Velvet Underground

by


In the looking-glass, he embodied fantasy: a warlock.

A stranger.

Even as something urged him to turn away--dangerous, the path this sort of self-love set you on--his eyes, greedy, devoured the image the mirror showed him.

Burnished, polished curls were the only soft thing about him. White T-shirt, the more simple to contrast the rest of his attire; long black gauntlets, warrior style, to his elbows, where they flared into a cuff; his arms, thin and strong, bare above to the shoulder. Dark velvet jeans, skintight around his lean thighs and narrow belly, delving into shiny leather boots with sharp, sharp heels. He stamped once, suddenly, with the self-assured arrogance of a Cossack, his chin held high, haughty. And over it all, his own eyes, winter's grey, stared out at him, imperious, bold.

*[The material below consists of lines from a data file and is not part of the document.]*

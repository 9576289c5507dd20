//! Feature-hashing embedder — the offline default for semantic similarity.

use std::hash::Hasher;

use async_trait::async_trait;
use siphasher::sip::SipHasher13;

use crate::nlp::{Embedder, NlpError};

/// Fixed keys so vectors are stable across runs and Rust versions. Features
/// are fed to the hasher as raw UTF-8 bytes, never through `Hash`.
/// Changing them changes every embedding.
const HASH_SEED_K0: u64 = 0x6a6f_625f_6d61_7463;
const HASH_SEED_K1: u64 = 0x6865_725f_7631_0000;

const BIGRAM_WEIGHT: f32 = 0.5;

/// Signed feature-hashing embedder over word unigrams and bigrams.
///
/// Needs no model download and is fully deterministic, so it serves as the
/// default backend and as a realistic stand-in in tests. It captures lexical
/// overlap only, not paraphrase.
pub struct HashEmbedder {
    dimension: usize,
}

impl HashEmbedder {
    pub fn new(dimension: usize) -> Self {
        Self {
            dimension: dimension.max(1),
        }
    }

    fn hash(&self, feature: &str) -> u64 {
        let mut hasher = SipHasher13::new_with_keys(HASH_SEED_K0, HASH_SEED_K1);
        hasher.write(feature.as_bytes());
        hasher.finish()
    }

    fn add_feature(&self, vector: &mut [f32], feature: &str, weight: f32) {
        let h = self.hash(feature);
        let idx = (h % self.dimension as u64) as usize;
        // Top bit picks the sign so collisions tend to cancel instead of pile up.
        let sign = if h >> 63 == 0 { 1.0 } else { -1.0 };
        vector[idx] += sign * weight;
    }

    fn embed_one(&self, text: &str) -> Vec<f32> {
        let lowered = text.to_lowercase();
        let tokens: Vec<&str> = lowered
            .split(|c: char| !(c.is_alphanumeric() || matches!(c, '+' | '#' | '.')))
            .map(|t| t.trim_matches('.'))
            .filter(|t| !t.is_empty())
            .collect();

        let mut vector = vec![0.0f32; self.dimension];
        for token in &tokens {
            self.add_feature(&mut vector, token, 1.0);
        }
        for pair in tokens.windows(2) {
            self.add_feature(&mut vector, &format!("{} {}", pair[0], pair[1]), BIGRAM_WEIGHT);
        }

        let norm: f32 = vector.iter().map(|x| x * x).sum::<f32>().sqrt();
        if norm > 0.0 {
            for v in &mut vector {
                *v /= norm;
            }
        }
        vector
    }
}

#[async_trait]
impl Embedder for HashEmbedder {
    fn name(&self) -> &str {
        "hash"
    }

    async fn embed(&self, texts: &[String]) -> Result<Vec<Vec<f32>>, NlpError> {
        Ok(texts.iter().map(|t| self.embed_one(t)).collect())
    }
}

#[cfg(test)]
mod tests {
    use super::*;

    #[test]
    fn test_embedding_has_configured_dimension() {
        let embedder = HashEmbedder::new(64);
        assert_eq!(embedder.embed_one("rust developer").len(), 64);
    }

    #[test]
    fn test_feature_hash_is_pinned() {
        // SipHash-1-3 of the raw bytes "rust" under the fixed keys.
        let embedder = HashEmbedder::new(384);
        assert_eq!(embedder.hash("rust"), 0xfffb_b6e5_2f8e_5b94);

        // Single feature: bucket 148, negative sign, unit length.
        let v = embedder.embed_one("rust");
        assert_eq!(v[148], -1.0);
        assert_eq!(v.iter().filter(|x| **x != 0.0).count(), 1);
    }

    #[test]
    fn test_zero_dimension_is_raised_to_one() {
        let embedder = HashEmbedder::new(0);
        assert_eq!(embedder.embed_one("rust").len(), 1);
    }

    #[test]
    fn test_embedding_is_unit_length() {
        let embedder = HashEmbedder::new(128);
        let v = embedder.embed_one("Senior Python engineer with AWS and Docker");
        let norm: f32 = v.iter().map(|x| x * x).sum::<f32>().sqrt();
        assert!((norm - 1.0).abs() < 1e-5, "norm was {norm}");
    }

    #[test]
    fn test_empty_text_is_zero_vector() {
        let embedder = HashEmbedder::new(16);
        assert!(embedder.embed_one("  ,, ").iter().all(|x| *x == 0.0));
    }

    #[test]
    fn test_embedding_is_case_insensitive() {
        let embedder = HashEmbedder::new(128);
        assert_eq!(embedder.embed_one("Rust Tokio"), embedder.embed_one("rust tokio"));
    }

    #[tokio::test]
    async fn test_batch_preserves_order_and_determinism() {
        let embedder = HashEmbedder::new(128);
        let texts = vec!["kubernetes".to_string(), "react".to_string()];
        let first = embedder.embed(&texts).await.unwrap();
        let second = embedder.embed(&texts).await.unwrap();
        assert_eq!(first, second);
        assert_eq!(first[0], embedder.embed_one("kubernetes"));
        assert_eq!(first[1], embedder.embed_one("react"));
    }
}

Prince of the night and of men's darkest, weirdest dreams.

He shivered: understanding all too well the chilling hint of something diabolical; perverse though it might be. He touched himself through warm velvet, then squeezed with vicelike fingers to cause pain; hating it, loving it--

Hating it.

It's just a job. Keep it that way.

The cloak he swung around his shoulders was edged with fur. Oddly, it had bells to adorn the hem; dull and mottled copper-bronze shapes, they could have been a long time buried in mud under flowing water. Not tinkly, fairytale bells, these: bells for adults who needed-- certain things. They produced a weird, off-key sound to grate on the nerves: an eerie whine which slid through the senses, promoting the message of his eyes and what he wore and the things he would say--

A sexuality of ice. No mercy.

He did not want to see Bodie. But Bodie came anyway, that afternoon, curious; sharp blue eyes peered into every corner of Doyle's appearance, missing no detail, carefully assimilating it all.

"Hmm." Hands clasped behind his back, he stalked all around his partner, returned to face him. "You look--"

Doyle could not repress a wry smile. "Ridiculous?" he offered, knowing just how he must look to an outsider--for Bodie was very much an outsider, here in this secret underground where pain was pleasure and darkness ruled with a whip...

"Oh no," Bodie said, very quietly, and shivers coursed down Doyle's spine, "not that."

Vibrant with tension and jumpy, Doyle said, "Good, is it?"

Bodie smiled, sudden and dangerous. "Good isn't quite the word."

A little silence between them stretched, drew taut.

Doyle turned away from Bodie. Parodying himself a little, he picked up the whip that lay on the dressing-table. It was a beautiful whip, a whip for connoisseurs, ivory-handled with a ring of pure silver and flighted with the finest, purest leather. Doyle ran his hand along the knotted thongs, studying himself in the mirror.

Bodie watched him too, taking in the arrogant spread-legged pose, the strong slender line of his body; the way the white T-shirt showed off Doyle's thin, firm-muscled upper arm, the skin brown outside, tender white within. Small nipples made little points and cast a dark aureole. And his face: tense, brooding--

Bodie frowned abruptly, disturbed.

"You okay, are you? I mean--not getting to you too much, is it, Ray?" When he had heard what Doyle had been assigned to do, he had felt first amused, then incredulous. He never thought Ray would agree to do it, nor that he would stick it having started, and it was worrying him that Doyle seemed so remote, an other-worldly look in his eyes.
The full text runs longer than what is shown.